• WHAT THE EXERCISE ASKS: Lines to restate from the data below: from the one containing "a new, empty" to the one containing "pub fn with_species(mut", both included. Give them again exactly, and only them.

• INFORMATION SUPPLIED:
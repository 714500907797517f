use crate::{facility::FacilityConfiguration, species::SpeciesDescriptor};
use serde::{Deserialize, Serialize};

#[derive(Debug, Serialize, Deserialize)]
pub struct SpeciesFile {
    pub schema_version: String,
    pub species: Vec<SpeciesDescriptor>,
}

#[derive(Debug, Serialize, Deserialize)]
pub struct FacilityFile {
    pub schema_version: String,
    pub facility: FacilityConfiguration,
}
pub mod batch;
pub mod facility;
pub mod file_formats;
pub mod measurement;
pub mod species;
--
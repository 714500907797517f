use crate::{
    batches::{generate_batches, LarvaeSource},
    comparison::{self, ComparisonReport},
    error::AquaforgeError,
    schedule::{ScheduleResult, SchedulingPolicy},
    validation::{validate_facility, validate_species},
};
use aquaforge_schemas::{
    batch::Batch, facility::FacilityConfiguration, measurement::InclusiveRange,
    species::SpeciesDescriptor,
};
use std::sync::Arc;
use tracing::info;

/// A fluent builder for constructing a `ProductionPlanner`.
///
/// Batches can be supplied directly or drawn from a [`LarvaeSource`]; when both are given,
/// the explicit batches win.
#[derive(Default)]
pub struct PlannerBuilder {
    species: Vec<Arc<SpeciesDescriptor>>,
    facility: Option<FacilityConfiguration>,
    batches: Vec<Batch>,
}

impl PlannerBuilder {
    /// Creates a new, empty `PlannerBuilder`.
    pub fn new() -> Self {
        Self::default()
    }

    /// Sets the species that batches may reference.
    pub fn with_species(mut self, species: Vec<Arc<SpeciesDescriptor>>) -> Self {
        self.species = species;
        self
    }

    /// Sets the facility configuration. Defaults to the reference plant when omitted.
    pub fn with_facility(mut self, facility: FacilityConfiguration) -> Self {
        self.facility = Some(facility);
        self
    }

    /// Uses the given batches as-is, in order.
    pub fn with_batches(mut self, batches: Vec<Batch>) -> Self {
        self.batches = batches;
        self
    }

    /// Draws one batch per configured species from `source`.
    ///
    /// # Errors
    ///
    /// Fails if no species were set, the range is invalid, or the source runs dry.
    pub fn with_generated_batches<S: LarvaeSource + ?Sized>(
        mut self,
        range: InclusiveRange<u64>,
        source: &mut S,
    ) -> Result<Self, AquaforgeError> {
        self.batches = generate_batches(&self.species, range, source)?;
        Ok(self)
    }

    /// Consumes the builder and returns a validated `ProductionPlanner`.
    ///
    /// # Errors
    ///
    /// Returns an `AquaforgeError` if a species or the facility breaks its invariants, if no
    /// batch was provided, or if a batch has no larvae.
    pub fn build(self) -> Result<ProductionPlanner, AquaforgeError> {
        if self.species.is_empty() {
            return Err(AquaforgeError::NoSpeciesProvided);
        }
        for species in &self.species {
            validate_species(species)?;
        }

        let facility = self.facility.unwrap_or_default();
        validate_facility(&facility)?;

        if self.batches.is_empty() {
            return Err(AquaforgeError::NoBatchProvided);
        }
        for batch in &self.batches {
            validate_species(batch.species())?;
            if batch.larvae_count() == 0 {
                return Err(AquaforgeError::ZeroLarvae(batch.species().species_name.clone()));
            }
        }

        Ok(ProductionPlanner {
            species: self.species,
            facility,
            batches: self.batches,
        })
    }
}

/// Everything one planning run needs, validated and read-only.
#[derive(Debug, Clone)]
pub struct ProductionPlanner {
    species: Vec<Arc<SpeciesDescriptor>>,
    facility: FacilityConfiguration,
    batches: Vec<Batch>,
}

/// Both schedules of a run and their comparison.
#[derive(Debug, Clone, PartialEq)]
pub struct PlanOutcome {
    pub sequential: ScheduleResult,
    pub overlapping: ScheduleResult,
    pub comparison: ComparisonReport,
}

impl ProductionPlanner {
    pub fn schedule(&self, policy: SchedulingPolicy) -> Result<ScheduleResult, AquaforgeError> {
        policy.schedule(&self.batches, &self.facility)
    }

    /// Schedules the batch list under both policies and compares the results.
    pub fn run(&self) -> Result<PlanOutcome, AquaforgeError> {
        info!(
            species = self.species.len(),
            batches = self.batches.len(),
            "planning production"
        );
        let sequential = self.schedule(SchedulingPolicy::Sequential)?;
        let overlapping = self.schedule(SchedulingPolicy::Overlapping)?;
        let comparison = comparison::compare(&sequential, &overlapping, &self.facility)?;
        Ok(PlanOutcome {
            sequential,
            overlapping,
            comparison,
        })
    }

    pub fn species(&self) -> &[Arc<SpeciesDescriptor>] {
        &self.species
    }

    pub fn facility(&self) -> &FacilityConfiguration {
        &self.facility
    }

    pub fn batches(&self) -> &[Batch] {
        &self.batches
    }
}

• FINISHED EXERCISE:
    /// Creates a new, empty `PlannerBuilder`.
    pub fn new() -> Self {
        Self::default()
    }

    /// Sets the species that batches may reference.
    pub fn with_species(mut self, species: Vec<Arc<SpeciesDescriptor>>) -> Self {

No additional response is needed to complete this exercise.